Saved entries
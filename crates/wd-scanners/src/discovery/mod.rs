// SPDX-License-Identifier: MIT OR Apache-2.0
//! Discovery category: registry-independent filesystem discovery, used
//! by `wd-reports`' registry-drift report to find rogue projects.

mod project;

pub use project::ProjectDiscoveryScanner;
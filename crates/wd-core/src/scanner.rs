// SPDX-License-Identifier: MIT OR Apache-2.0
//! The uniform scanner output envelope.

use schemars::JsonSchema;
use serde::{Deserialize, Serialize};
use std::collections::BTreeMap;

/// Where a scanner's data ultimately came from, for hybrid data-access
/// scanners.
#[derive(Debug, Clone, Copy, PartialEq, Eq, Hash, Serialize, Deserialize, JsonSchema)]
#[serde(rename_all = "snake_case")]
pub enum DataSource {
    /// Served by the live backend API.
    Backend,
    /// Served by a direct SQL fallback query.
    Sql,
    /// Served by the cached JSON mirror (cold fallback).
    Cache,
    /// Not applicable — e.g. a filesystem scanner.
    Unknown,
}

impl Default for DataSource {
    fn default() -> Self {
        Self::Unknown
    }
}

/// Output of a single scanner invocation against a single target, in a
/// uniform `(count, items, metadata)` shape every scanner shares.
#[derive(Debug, Clone, PartialEq, Serialize, Deserialize, JsonSchema)]
pub struct ScannerOutput {
    /// Number of items this scanner found; always `items.len()`.
    pub count: usize,
    /// The scanner's raw findings, shape determined by the scanner itself.
    pub items: Vec<serde_json::Value>,
    /// Fully-qualified scanner name (`"<category>.<name>"`).
    pub scanner: String,
    /// Where the data came from, when applicable.
    #[serde(default)]
    pub source: DataSource,
    /// Free-form scanner-specific metadata.
    #[serde(default, skip_serializing_if = "BTreeMap::is_empty")]
    pub metadata: BTreeMap<String, serde_json::Value>,
}

impl ScannerOutput {
    /// Build an output, computing `count` from `items` so the two can
    /// never disagree.
    #[must_use]
    pub fn new(scanner: impl Into<String>, items: Vec<serde_json::Value>) -> Self {
        Self {
            count: items.len(),
            items,
            scanner: scanner.into(),
            source: DataSource::Unknown,
            metadata: BTreeMap::new(),
        }
    }

    /// Attach a data source tag.
    #[must_use]
    pub fn with_source(mut self, source: DataSource) -> Self {
        self.source = source;
        self
    }

    /// Attach a metadata entry.
    #[must_use]
    pub fn with_metadata(mut self, key: impl Into<String>, value: serde_json::Value) -> Self {
        self.metadata.insert(key.into(), value);
        self
    }

    /// Merge another target's output for the same scanner into this one:
    /// `items` are concatenated, `metadata` is shallow-merged with `other`
    /// winning on key collisions, and `count` is recomputed so it never
    /// drifts from `items.len()`. `source` is kept from `self` unless it is
    /// `Unknown`, in which case `other`'s is taken.
    #[must_use]
    pub fn merge(mut self, other: Self) -> Self {
        self.items.extend(other.items);
        self.count = self.items.len();
        self.metadata.extend(other.metadata);
        if self.source == DataSource::Unknown {
            self.source = other.source;
        }
        self
    }
}

#[cfg(test)]
mod tests {
    use super::*;
    use serde_json::json;

    #[test]
    fn new_computes_count_from_items() {
        let output = ScannerOutput::new("git.remotes", vec![json!({"name": "origin"}), json!({"name": "upstream"})]);
        assert_eq!(output.count, 2);
        assert_eq!(output.source, DataSource::Unknown);
    }

    #[test]
    fn builder_methods_set_source_and_metadata() {
        let output = ScannerOutput::new("database.projects", vec![])
            .with_source(DataSource::Sql)
            .with_metadata("query_ms", json!(42));
        assert_eq!(output.source, DataSource::Sql);
        assert_eq!(output.metadata.get("query_ms"), Some(&json!(42)));
    }

    #[test]
    fn count_and_items_len_never_disagree_after_construction() {
        let items: Vec<serde_json::Value> = (0..5).map(|i| json!({"i": i})).collect();
        let output = ScannerOutput::new("static.events", items);
        assert_eq!(output.count, output.items.len());
    }

    #[test]
    fn data_source_default_is_unknown() {
        assert_eq!(DataSource::default(), DataSource::Unknown);
    }

    #[test]
    fn merge_concatenates_items_and_recomputes_count() {
        let a = ScannerOutput::new("git.remotes", vec![json!({"name": "origin"})]);
        let b = ScannerOutput::new("git.remotes", vec![json!({"name": "upstream"})]);
        let merged = a.merge(b);
        assert_eq!(merged.count, 2);
        assert_eq!(merged.items.len(), 2);
    }

    #[test]
    fn merge_shallow_merges_metadata_with_other_winning() {
        let a = ScannerOutput::new("database.projects", vec![]).with_metadata("query_ms", json!(10));
        let b = ScannerOutput::new("database.projects", vec![]).with_metadata("query_ms", json!(20)).with_metadata("rows", json!(3));
        let merged = a.merge(b);
        assert_eq!(merged.metadata.get("query_ms"), Some(&json!(20)));
        assert_eq!(merged.metadata.get("rows"), Some(&json!(3)));
    }

    #[test]
    fn merge_keeps_self_source_unless_unknown() {
        let a = ScannerOutput::new("database.projects", vec![]).with_source(DataSource::Sql);
        let b = ScannerOutput::new("database.projects", vec![]).with_source(DataSource::Cache);
        assert_eq!(a.merge(b).source, DataSource::Sql);

        let a = ScannerOutput::new("database.projects", vec![]);
        let b = ScannerOutput::new("database.projects", vec![]).with_source(DataSource::Cache);
        assert_eq!(a.merge(b).source, DataSource::Cache);
    }
}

PROBLEM REQUIREMENTS: Starting from the top of the records and ending at the line that contains "filename crates/wd-core/src/scanner.rs", repeat each line exactly and return only those lines.

REPLY TO THE TASK:
filename crates/wd-scanners/src/discovery/mod.rs
// SPDX-License-Identifier: MIT OR Apache-2.0
//! Discovery category: registry-independent filesystem discovery, used
//! by `wd-reports`' registry-drift report to find rogue projects.

mod project;

pub use project::ProjectDiscoveryScanner;
filename crates/wd-core/src/scanner.rs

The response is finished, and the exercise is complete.